*AVAILABLE DATA*:
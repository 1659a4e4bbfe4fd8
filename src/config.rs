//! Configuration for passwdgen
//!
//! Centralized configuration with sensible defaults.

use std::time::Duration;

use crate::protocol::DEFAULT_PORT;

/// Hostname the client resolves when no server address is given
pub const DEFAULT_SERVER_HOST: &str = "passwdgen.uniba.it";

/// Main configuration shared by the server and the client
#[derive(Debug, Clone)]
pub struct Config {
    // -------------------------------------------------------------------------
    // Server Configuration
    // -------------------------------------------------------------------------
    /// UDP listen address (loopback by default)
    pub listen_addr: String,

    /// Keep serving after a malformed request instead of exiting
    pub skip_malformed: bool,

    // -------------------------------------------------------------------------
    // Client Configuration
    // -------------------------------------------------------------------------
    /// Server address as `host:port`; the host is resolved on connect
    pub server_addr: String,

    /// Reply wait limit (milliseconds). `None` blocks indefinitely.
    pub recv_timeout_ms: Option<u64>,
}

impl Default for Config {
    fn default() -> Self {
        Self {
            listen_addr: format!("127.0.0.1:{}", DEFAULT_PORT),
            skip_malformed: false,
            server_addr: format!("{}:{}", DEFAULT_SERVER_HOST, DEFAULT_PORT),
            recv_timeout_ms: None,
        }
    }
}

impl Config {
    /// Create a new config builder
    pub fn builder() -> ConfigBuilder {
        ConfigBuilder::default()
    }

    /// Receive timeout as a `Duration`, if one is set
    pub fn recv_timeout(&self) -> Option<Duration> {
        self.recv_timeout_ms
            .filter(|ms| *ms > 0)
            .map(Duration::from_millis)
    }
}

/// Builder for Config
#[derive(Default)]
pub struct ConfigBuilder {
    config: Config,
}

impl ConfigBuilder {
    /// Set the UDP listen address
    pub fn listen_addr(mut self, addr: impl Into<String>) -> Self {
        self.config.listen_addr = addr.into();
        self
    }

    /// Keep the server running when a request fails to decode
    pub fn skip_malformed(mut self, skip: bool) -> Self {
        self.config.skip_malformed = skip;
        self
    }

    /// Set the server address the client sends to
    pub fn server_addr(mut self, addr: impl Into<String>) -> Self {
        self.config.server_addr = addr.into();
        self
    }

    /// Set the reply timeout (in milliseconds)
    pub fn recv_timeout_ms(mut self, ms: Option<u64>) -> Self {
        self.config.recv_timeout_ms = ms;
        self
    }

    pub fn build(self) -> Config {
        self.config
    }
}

---

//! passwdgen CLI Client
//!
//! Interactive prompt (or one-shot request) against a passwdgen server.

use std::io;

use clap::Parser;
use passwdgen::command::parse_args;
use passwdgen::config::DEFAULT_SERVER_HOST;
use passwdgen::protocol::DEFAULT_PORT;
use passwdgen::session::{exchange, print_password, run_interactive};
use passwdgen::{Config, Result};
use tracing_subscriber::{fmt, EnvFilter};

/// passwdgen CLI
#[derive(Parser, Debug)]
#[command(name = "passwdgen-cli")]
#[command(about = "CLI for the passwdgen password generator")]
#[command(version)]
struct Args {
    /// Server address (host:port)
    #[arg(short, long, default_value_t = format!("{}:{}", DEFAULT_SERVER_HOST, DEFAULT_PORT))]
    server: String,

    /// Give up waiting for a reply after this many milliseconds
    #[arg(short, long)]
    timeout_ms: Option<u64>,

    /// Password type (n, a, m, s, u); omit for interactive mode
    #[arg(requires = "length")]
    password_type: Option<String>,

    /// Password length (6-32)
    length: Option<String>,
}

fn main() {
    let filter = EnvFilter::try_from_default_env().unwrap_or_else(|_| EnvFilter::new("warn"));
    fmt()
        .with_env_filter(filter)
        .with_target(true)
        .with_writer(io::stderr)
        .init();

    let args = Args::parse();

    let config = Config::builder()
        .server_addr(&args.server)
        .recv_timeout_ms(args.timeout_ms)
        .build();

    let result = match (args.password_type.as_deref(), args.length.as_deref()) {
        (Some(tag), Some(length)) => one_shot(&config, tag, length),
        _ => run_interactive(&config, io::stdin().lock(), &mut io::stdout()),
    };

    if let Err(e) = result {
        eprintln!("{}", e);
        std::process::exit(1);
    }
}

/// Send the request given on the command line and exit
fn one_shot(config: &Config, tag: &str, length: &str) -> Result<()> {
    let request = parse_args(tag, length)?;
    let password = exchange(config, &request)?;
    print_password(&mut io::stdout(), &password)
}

*WORK ITEM*:
Filter the material for the word "exchange" and copy each matching line.

*ANSWER FOR THIS EXERCISE*:
use passwdgen::session::{exchange, print_password, run_interactive};
    let password = exchange(config, &request)?;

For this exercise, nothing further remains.